5) Don’t (over) job hop

You need a really good reason not to stick with your first job for at least two years. It is possible that you will be given mindlessly basic grunt work for two years. No biggie. You are being paid to learn: take every opportunity to do so. You may find an earnings or opportunity jump occurs each time you do change firms, but your ability to jump diminishes over time. No one will want to employ someone who has a history of not sticking around. Try moving internally rather than externally if it’s a role thing. Once you’ve spent a long stretch with one firm this doesn’t apply so much.

6) When you have worked out what you think, make sure that you take enough risk on your view

You have the potential to lose your job with every decision that you make (but don’t worry, you won’t be allowed to make many decisions until that time when you are competent to make them if you have a half-decent boss). However, it helps no-one if you make good judgements and their impact is insufficient to really make much difference.

7) There is a part of you that will become your job/profession

We don’t come out of the womb as accountants, psychiatrists, fund managers, journalists, etc. And we spend our formative years building an identity which may not ‘fit’ with our target profession. But after years of pretending to be the sort of person who is a finance professional you will find that you aren’t pretending anymore. If you can make peace with this early, you will have a better time of things.

8) Never ever say that we live in unprecedented times

Stuff happens all the time. And the incidence of stuff is no excuse for doing a bad job for your clients; in fact it is the successful navigation of these that will add value to your clients. In my 20 years the following stand out: the Asian crisis; the Russian default; LTCM; Brazilian depeg; dotcom boom/bust; the Argentina crisis; 9/11 and the ‘War on Terror’; the Brazilian electoral crisis; Worldcom/Enron/Anderson client crisis; the Gulf War; everything related to the global financial crisis; the European sovereign debt crisis; the commodity meltdown/deflation; and the Anglo-Saxon populist electoral wave.

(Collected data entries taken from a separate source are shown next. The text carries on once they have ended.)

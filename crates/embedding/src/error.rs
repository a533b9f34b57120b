use thiserror::Error;

/// Errors surfaced by face encoders.
#[derive(Debug, Error)]
pub enum EmbeddingError {
    /// Encoder configuration is inconsistent (e.g. api mode without a URL).
    #[error("invalid encoder config: {0}")]
    InvalidConfig(String),
    /// The encoder service could not be reached.
    #[error("encoder request failed: {0}")]
    Request(String),
    /// The encoder service answered with a non-success status.
    #[error("encoder returned status {status}: {body}")]
    Status { status: u16, body: String },
    /// The encoder service answered with something we cannot read as embeddings.
    #[error("invalid encoder response: {0}")]
    InvalidResponse(String),
    /// Re-encoding the image for transport failed.
    #[error("image encoding failed: {0}")]
    Image(#[from] image::ImageError),
}

impl From<reqwest::Error> for EmbeddingError {
    fn from(err: reqwest::Error) -> Self {
        EmbeddingError::Request(err.to_string())
    }
}
use std::io;
use thiserror::Error;

/// Problems with service-account credentials. All of these are startup errors.
#[derive(Debug, Error)]
pub enum CredentialsError {
    #[error("no Firestore credentials configured (set a key file path or the individual key fields)")]
    NotConfigured,
    #[error("both a credential file and individual credential fields were supplied")]
    Ambiguous,
    #[error("failed to read credential file {path}: {source}")]
    Io {
        path: String,
        #[source]
        source: io::Error,
    },
    #[error("failed to parse credential file: {0}")]
    Parse(#[from] serde_json::Error),
    #[error("credential field `{0}` is missing or empty")]
    MissingField(&'static str),
    #[error("private key is not a valid RSA PEM: {0}")]
    InvalidKey(String),
}

/// Errors surfaced while listing photo records.
#[derive(Debug, Error)]
pub enum RecordsError {
    /// Group ids are single path segments.
    #[error("invalid group id: {0:?}")]
    InvalidGroupId(String),
    #[error(transparent)]
    Credentials(#[from] CredentialsError),
    /// Exchanging the service-account assertion for an access token failed.
    #[error("token exchange failed: {0}")]
    Auth(String),
    #[error("invalid document store URL: {0}")]
    InvalidEndpoint(String),
    #[error("document store request failed: {0}")]
    Request(String),
    #[error("document store returned status {status}: {body}")]
    Status { status: u16, body: String },
    #[error("invalid document store response: {0}")]
    InvalidResponse(String),
}

impl From<reqwest::Error> for RecordsError {
    fn from(err: reqwest::Error) -> Self {
        RecordsError::Request(err.to_string())
    }
}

Each of these, and many others, felt like they could be fairly existential for markets on which I was professionally focused. Each was heralded as unprecedented. And each was. But navigating frequent unprecedented events is … er … the job. I don’t buy that the last 20 years has been particularly challenging in the broader sweep of history. If a particular couple of decades further back in time look relatively calm I would suggest that this probably signals a lack of curiosity of the past.

9) Don’t stop asking silly (but relevant) questions

The more you know, the more you know you don’t know, as the saying goes. Don’t be scared to question anything, but do try to work out where you can get away with asking.

10) Read books

My job involves reading a lot of documents. My downtime largely consists of reading documents that I don’t have time to read during work time but feel I should read, or think might be useful to read. I could fill every hour of every day doing this and not read all that I think I should read. The idea of squeezing in time to read some professionally irrelevant book is not always appealing. (In fact, there seems to be no time.) But make room for books. Books get inside your head, and great books will touch on themes that are recurrently relevant. There are people way more professionally successful than I will ever be who find time to fit in reading a book or two a week. I read at least 12 a year. It’s a start.